RECORDS FOR PROCESSING:
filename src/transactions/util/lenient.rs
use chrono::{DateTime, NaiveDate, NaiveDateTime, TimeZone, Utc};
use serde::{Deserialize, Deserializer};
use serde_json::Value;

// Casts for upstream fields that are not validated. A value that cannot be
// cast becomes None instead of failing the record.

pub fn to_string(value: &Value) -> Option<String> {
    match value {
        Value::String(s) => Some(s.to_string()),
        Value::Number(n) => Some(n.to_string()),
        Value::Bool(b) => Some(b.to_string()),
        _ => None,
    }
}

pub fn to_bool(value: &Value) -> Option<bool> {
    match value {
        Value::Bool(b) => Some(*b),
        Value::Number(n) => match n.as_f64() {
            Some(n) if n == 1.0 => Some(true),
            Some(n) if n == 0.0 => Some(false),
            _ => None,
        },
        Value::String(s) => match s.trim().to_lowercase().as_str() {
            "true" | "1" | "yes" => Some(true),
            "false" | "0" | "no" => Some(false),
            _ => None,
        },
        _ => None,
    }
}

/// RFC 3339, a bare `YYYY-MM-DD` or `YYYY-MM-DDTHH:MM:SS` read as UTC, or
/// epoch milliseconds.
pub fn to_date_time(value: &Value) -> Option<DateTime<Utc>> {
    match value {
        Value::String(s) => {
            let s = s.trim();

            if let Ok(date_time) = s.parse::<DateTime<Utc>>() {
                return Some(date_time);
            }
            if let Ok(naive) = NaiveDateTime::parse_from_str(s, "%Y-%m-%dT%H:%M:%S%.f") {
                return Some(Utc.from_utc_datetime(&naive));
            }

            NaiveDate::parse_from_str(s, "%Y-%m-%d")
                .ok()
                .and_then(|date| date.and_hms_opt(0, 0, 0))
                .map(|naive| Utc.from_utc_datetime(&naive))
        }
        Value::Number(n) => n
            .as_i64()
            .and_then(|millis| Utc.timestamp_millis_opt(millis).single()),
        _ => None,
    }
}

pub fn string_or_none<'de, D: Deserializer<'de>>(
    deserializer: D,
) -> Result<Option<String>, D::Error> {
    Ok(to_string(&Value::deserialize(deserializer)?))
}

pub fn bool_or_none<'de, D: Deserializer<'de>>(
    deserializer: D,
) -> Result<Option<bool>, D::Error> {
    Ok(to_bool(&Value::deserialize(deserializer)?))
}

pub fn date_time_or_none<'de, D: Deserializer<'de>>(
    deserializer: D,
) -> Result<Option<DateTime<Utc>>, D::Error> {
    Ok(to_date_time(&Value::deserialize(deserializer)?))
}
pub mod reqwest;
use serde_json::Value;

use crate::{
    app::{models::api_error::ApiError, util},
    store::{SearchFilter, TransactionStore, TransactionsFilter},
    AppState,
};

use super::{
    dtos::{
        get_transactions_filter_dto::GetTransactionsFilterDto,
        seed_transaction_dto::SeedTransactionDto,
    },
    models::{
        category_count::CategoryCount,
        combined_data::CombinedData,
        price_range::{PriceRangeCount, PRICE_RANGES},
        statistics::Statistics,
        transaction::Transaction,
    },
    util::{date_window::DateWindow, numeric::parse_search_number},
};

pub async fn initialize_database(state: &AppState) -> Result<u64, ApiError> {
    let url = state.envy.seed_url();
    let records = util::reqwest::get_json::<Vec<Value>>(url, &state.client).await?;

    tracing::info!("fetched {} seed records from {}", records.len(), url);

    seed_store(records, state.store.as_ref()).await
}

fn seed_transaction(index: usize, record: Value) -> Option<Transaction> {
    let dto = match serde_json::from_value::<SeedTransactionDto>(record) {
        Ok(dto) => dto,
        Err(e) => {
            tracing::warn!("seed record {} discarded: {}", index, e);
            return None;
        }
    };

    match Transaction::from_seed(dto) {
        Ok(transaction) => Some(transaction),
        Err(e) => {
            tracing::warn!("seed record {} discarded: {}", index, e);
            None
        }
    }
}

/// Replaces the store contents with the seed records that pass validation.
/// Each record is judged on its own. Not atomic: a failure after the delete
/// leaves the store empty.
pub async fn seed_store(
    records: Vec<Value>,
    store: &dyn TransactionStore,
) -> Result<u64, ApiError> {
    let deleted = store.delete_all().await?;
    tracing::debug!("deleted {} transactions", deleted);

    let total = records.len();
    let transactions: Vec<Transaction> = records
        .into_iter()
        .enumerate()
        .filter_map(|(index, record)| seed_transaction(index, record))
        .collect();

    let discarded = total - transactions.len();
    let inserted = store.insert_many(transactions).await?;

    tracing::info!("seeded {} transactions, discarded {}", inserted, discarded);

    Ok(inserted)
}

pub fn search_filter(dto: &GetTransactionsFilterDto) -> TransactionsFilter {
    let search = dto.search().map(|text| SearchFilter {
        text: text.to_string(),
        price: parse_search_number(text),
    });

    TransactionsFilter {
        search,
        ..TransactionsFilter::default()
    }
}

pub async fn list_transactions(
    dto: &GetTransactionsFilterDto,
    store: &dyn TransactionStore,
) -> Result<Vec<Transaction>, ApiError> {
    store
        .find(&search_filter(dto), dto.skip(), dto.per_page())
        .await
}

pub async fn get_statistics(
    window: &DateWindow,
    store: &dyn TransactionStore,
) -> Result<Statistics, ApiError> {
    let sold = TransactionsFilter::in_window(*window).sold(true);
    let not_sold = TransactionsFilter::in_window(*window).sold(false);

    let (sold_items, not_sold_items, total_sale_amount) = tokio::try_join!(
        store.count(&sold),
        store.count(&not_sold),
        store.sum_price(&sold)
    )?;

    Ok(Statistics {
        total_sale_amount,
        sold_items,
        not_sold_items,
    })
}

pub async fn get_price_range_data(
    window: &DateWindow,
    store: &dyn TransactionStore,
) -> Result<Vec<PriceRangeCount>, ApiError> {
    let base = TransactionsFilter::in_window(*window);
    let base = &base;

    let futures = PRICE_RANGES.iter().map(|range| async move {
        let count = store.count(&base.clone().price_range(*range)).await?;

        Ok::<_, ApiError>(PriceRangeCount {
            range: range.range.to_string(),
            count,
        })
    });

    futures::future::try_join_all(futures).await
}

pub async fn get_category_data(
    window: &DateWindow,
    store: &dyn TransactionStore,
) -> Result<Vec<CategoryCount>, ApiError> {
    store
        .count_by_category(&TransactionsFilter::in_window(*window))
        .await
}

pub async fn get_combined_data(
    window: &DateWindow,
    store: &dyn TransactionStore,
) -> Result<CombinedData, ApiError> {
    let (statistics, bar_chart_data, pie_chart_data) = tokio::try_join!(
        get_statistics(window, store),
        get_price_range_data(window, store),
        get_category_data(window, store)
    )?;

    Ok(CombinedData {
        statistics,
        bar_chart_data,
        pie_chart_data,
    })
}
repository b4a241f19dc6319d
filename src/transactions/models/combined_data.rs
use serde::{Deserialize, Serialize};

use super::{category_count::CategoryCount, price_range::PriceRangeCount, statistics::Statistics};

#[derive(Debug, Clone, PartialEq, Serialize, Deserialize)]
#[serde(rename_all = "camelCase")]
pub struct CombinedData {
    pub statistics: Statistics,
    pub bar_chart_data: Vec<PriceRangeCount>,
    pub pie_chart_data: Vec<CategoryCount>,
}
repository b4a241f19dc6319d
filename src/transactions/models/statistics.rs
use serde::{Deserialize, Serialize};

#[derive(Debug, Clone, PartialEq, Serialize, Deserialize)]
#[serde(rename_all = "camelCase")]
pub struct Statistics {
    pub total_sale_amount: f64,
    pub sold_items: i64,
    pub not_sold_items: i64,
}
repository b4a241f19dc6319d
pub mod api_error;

EXERCISE BRIEF: Give back exactly the lines of the listing, starting with the first and ending with the one bearing "Some(n) if n == 1.0". Add no other lines.

TASK ANSWER:
filename src/transactions/util/lenient.rs
use chrono::{DateTime, NaiveDate, NaiveDateTime, TimeZone, Utc};
use serde::{Deserialize, Deserializer};
use serde_json::Value;

// Casts for upstream fields that are not validated. A value that cannot be
// cast becomes None instead of failing the record.

pub fn to_string(value: &Value) -> Option<String> {
    match value {
        Value::String(s) => Some(s.to_string()),
        Value::Number(n) => Some(n.to_string()),
        Value::Bool(b) => Some(b.to_string()),
        _ => None,
    }
}

pub fn to_bool(value: &Value) -> Option<bool> {
    match value {
        Value::Bool(b) => Some(*b),
        Value::Number(n) => match n.as_f64() {
            Some(n) if n == 1.0 => Some(true),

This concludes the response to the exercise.